Paying hospitals on a “case rate” basis (such as the DRG system) for all patients could reduce administrative expenses for both payer and hospital as well as create more consistent incentives across a hospital’s entire patient population. By receiving a single payment for an inpatient stay, hospitals will have a strong incentive to be more prudent in their use of resources. As with other reforms to the payment system, it is imperative to provide hospitals with benchmarks and incentives for quality outcomes in combination with the case rate payment system. Utilizing this system for all patients ensures that a hospital will not simply shift costs to other payers not using a case rate rather than reducing costs to stay within the case rate payment level. This cost shifting is prevalent in hospitals in order to accommodate the Medicare DRG system.

2. Paying All Physicians On A Case Rate Basis For Acute Care Episodes

Expanding the case rate approach to all physicians (rather than only surgeons and obstetricians) by providing a single payment amount for a patients‘ treatment can have advantages for both the physician and the payer. Moving away from the current fee-for-service system, this approach creates an incentive to eliminate unnecessary services and also allows the physician to customize their services to the needs of the patient without regard to the financial impact of delivering fewer services. It can also provide greater revenue stability for physicians and reduce the administrative burden of having to bill for each individual service provided.

3. Bundling Payments to Hospitals and Physicians

Bundling payments made to the hospital and physician and covering all services provided to a patient may have various positive affects on cost and quality. These include:

  • Incentivizes physicians to help find ways to lower the hospital’s cost.  Being that hospital expenses may affect their own revenue, physicians may be more proactive in trying to reduce excessive hospital stays and use of resources.
  • Provides an incentive for multiple physicians to better coordinate their activities.
  • Provides much needed price transparency/stability to patients and payers by standardizing the cost of treatment regardless of how many physicians were involved in a patient’s care or length of stay.

4. Providing an Inpatient Warranty

Under the current payment system, hospitals and physicians are paid extra to deal with avoidable complications (infections, medication errors, etc.) that they themselves caused.  This payment structure has the inadvertent effect of financially penalizing hospitals and physicians for efforts to prevent complications and infections. One solution to this problem is offering a “limited warranty” with a commitment from both the hospital and physician that they will not charge more for treating avoidable complications that occur during a patient’s treatment. Some of the key points that need to be determined by the parties offering the warranty include: 1) the extent to which they believe they can reduce complications, 2) how broad the warranty should be, 3) how much to charge for it.

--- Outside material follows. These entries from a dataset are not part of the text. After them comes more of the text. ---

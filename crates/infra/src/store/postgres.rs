//! Postgres-backed intake store.
//!
//! Each intake table holds its uniqueness columns plus the validated record
//! as JSONB. Uniqueness is enforced by the schema; the pre-insert `*_exists`
//! lookups only let callers answer "already exists" without a failed write.
//!
//! ## Error Mapping
//!
//! | SQLx Error | PostgreSQL Error Code | StoreError |
//! |------------|----------------------|------------|
//! | Database (unique violation) | `23505` | `Duplicate` |
//! | Database (other) | any other | `Storage` |
//! | PoolClosed / Io / other | N/A | `Storage` |

use async_trait::async_trait;
use serde::Serialize;
use sqlx::{PgPool, Row};
use tracing::instrument;

use investi_core::{ApplicationId, EmailAddress};
use investi_intake::{
    ApplicationKind, CareerApplication, FounderApplication, InvestorApplication,
    NewCareerApplication, NewInvestorApplication, NewsletterSubscription, WaitlistEntry,
};

use super::{IntakeCounts, IntakeStore, StoreError};

const SCHEMA: &str = include_str!("../../migrations/0001_init.sql");

/// Create the intake and email-queue tables if they do not exist.
pub async fn run_migrations(pool: &PgPool) -> Result<(), StoreError> {
    sqlx::raw_sql(SCHEMA)
        .execute(pool)
        .await
        .map_err(|e| map_sqlx_error("run_migrations", e))?;
    Ok(())
}

/// Postgres-backed intake store.
///
/// Uses the SQLx connection pool, which is `Send + Sync` and cheap to clone.
#[derive(Debug, Clone)]
pub struct PostgresIntakeStore {
    pool: PgPool,
}

impl PostgresIntakeStore {
    pub fn new(pool: PgPool) -> Self {
        Self { pool }
    }

    async fn exists(&self, operation: &str, sql: &str, binds: &[&str]) -> Result<bool, StoreError> {
        let mut query = sqlx::query(sql);
        for b in binds {
            query = query.bind(*b);
        }
        let row = query
            .fetch_one(&self.pool)
            .await
            .map_err(|e| map_sqlx_error(operation, e))?;
        row.try_get::<bool, _>(0)
            .map_err(|e| map_sqlx_error(operation, e))
    }

    async fn count(&self, table: &'static str) -> Result<u64, StoreError> {
        let sql = format!("SELECT COUNT(*) FROM {table}");
        let row = sqlx::query(&sql)
            .fetch_one(&self.pool)
            .await
            .map_err(|e| map_sqlx_error("count", e))?;
        let n: i64 = row.try_get(0).map_err(|e| map_sqlx_error("count", e))?;
        Ok(u64::try_from(n).unwrap_or_default())
    }
}

fn to_details<T: Serialize>(value: &T) -> Result<serde_json::Value, StoreError> {
    serde_json::to_value(value).map_err(|e| StoreError::storage(format!("serialize record: {e}")))
}

#[async_trait]
impl IntakeStore for PostgresIntakeStore {
    async fn founder_exists(&self, email: &EmailAddress) -> Result<bool, StoreError> {
        self.exists(
            "founder_exists",
            "SELECT EXISTS (SELECT 1 FROM founder_applications WHERE email = $1)",
            &[email.as_str()],
        )
        .await
    }

    #[instrument(skip(self, app), fields(application_id = %app.id), err)]
    async fn insert_founder(&self, app: &FounderApplication) -> Result<(), StoreError> {
        sqlx::query(
            r#"
            INSERT INTO founder_applications (id, email, details, created_at)
            VALUES ($1, $2, $3, $4)
            "#,
        )
        .bind(app.id.as_uuid())
        .bind(app.details.email.as_str())
        .bind(to_details(&app.details)?)
        .bind(app.created_at)
        .execute(&self.pool)
        .await
        .map_err(|e| map_sqlx_error("insert_founder", e))?;
        Ok(())
    }

    async fn investor_exists(&self, candidate: &NewInvestorApplication) -> Result<bool, StoreError> {
        let identity = candidate.identity();
        self.exists(
            "investor_exists",
            r#"
            SELECT EXISTS (
                SELECT 1 FROM investor_applications
                WHERE email = $1 OR (name_key = $2 AND company_key = $3)
            )
            "#,
            &[candidate.email.as_str(), &identity.name, &identity.company],
        )
        .await
    }

    #[instrument(skip(self, app), fields(application_id = %app.id), err)]
    async fn insert_investor(&self, app: &InvestorApplication) -> Result<(), StoreError> {
        let identity = app.details.identity();
        sqlx::query(
            r#"
            INSERT INTO investor_applications (id, email, name_key, company_key, details, created_at)
            VALUES ($1, $2, $3, $4, $5, $6)
            "#,
        )
        .bind(app.id.as_uuid())
        .bind(app.details.email.as_str())
        .bind(&identity.name)
        .bind(&identity.company)
        .bind(to_details(&app.details)?)
        .bind(app.created_at)
        .execute(&self.pool)
        .await
        .map_err(|e| map_sqlx_error("insert_investor", e))?;
        Ok(())
    }

    async fn career_exists(&self, candidate: &NewCareerApplication) -> Result<bool, StoreError> {
        let (email, position_key) = candidate.uniqueness_key();
        self.exists(
            "career_exists",
            "SELECT EXISTS (SELECT 1 FROM career_applications WHERE email = $1 AND position_key = $2)",
            &[email.as_str(), &position_key],
        )
        .await
    }

    #[instrument(skip(self, app), fields(application_id = %app.id), err)]
    async fn insert_career(&self, app: &CareerApplication) -> Result<(), StoreError> {
        sqlx::query(
            r#"
            INSERT INTO career_applications (id, email, position_key, details, created_at)
            VALUES ($1, $2, $3, $4, $5)
            "#,
        )
        .bind(app.id.as_uuid())
        .bind(app.details.email.as_str())
        .bind(app.details.uniqueness_key().1)
        .bind(to_details(&app.details)?)
        .bind(app.created_at)
        .execute(&self.pool)
        .await
        .map_err(|e| map_sqlx_error("insert_career", e))?;
        Ok(())
    }

    async fn subscription_exists(&self, email: &EmailAddress) -> Result<bool, StoreError> {
        self.exists(
            "subscription_exists",
            "SELECT EXISTS (SELECT 1 FROM newsletter_subscriptions WHERE email = $1)",
            &[email.as_str()],
        )
        .await
    }

    #[instrument(skip(self, sub), fields(subscription_id = %sub.id), err)]
    async fn insert_subscription(&self, sub: &NewsletterSubscription) -> Result<(), StoreError> {
        sqlx::query(
            r#"
            INSERT INTO newsletter_subscriptions (id, email, name, source, created_at)
            VALUES ($1, $2, $3, $4, $5)
            "#,
        )
        .bind(sub.id.as_uuid())
        .bind(sub.details.email.as_str())
        .bind(sub.details.name.as_deref())
        .bind(&sub.details.source)
        .bind(sub.created_at)
        .execute(&self.pool)
        .await
        .map_err(|e| map_sqlx_error("insert_subscription", e))?;
        Ok(())
    }

    #[instrument(skip(self, entry), fields(entry_id = %entry.id), err)]
    async fn insert_waitlist(&self, entry: &WaitlistEntry) -> Result<(), StoreError> {
        sqlx::query("INSERT INTO waitlist (id, email, created_at) VALUES ($1, $2, $3)")
            .bind(entry.id.as_uuid())
            .bind(entry.email.as_str())
            .bind(entry.created_at)
            .execute(&self.pool)
            .await
            .map_err(|e| map_sqlx_error("insert_waitlist", e))?;
        Ok(())
    }

    #[instrument(skip(self), fields(kind = %kind, id = %id), err)]
    async fn delete_application(&self, kind: ApplicationKind, id: ApplicationId) -> Result<bool, StoreError> {
        let sql = match kind {
            ApplicationKind::Founder => "DELETE FROM founder_applications WHERE id = $1",
            ApplicationKind::Investor => "DELETE FROM investor_applications WHERE id = $1",
            ApplicationKind::Career => "DELETE FROM career_applications WHERE id = $1",
        };
        let result = sqlx::query(sql)
            .bind(id.as_uuid())
            .execute(&self.pool)
            .await
            .map_err(|e| map_sqlx_error("delete_application", e))?;
        Ok(result.rows_affected() > 0)
    }

    async fn counts(&self) -> Result<IntakeCounts, StoreError> {
        Ok(IntakeCounts {
            founders: self.count("founder_applications").await?,
            investors: self.count("investor_applications").await?,
            careers: self.count("career_applications").await?,
            newsletter: self.count("newsletter_subscriptions").await?,
            waitlist: self.count("waitlist").await?,
        })
    }
}

/// Map SQLx errors to `StoreError`.
pub(crate) fn map_sqlx_error(operation: &str, err: sqlx::Error) -> StoreError {
    match err {
        sqlx::Error::Database(db_err) => {
            let msg = format!("database error in {}: {}", operation, db_err.message());
            match db_err.code().as_deref() {
                Some("23505") => StoreError::Duplicate(msg),
                _ => StoreError::Storage(msg),
            }
        }
        sqlx::Error::PoolClosed => {
            StoreError::Storage(format!("connection pool closed in {}", operation))
        }
        sqlx::Error::RowNotFound => {
            StoreError::NotFound(format!("row not found in {}", operation))
        }
        _ => StoreError::Storage(format!("sqlx error in {}: {}", operation, err)),
    }
}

5. Bundling Payments for Inpatient and Post-Acute Care

Providers unrelated to the hospital or physician are frequently responsible for delivering post-acute care service for patients. This often results in a lack of coordination amongst the providers involved in a patients’ treatment and a fragmentation of payment that can result in overuse or underuse of post-acute care services. Similar to other bundling approaches, bundling payments for inpatient and post-discharge services may provide a solution to this problem by providing a single payment effort to increase coordination and better control the use of services.

6. Providing a Warranty For Post-Discharge Complications and Readmissions

Similar in concept to the inpatient warranty described previously in this post, a warranty covering preventable post-discharge complications and readmissions would incentivize hospitals to reduce the rate of readmissions. Having the services of both the hospital and those providing the post-discharge care is highly desirable with this approach because readmissions can be affected both by care in the hospital and care provided after discharge.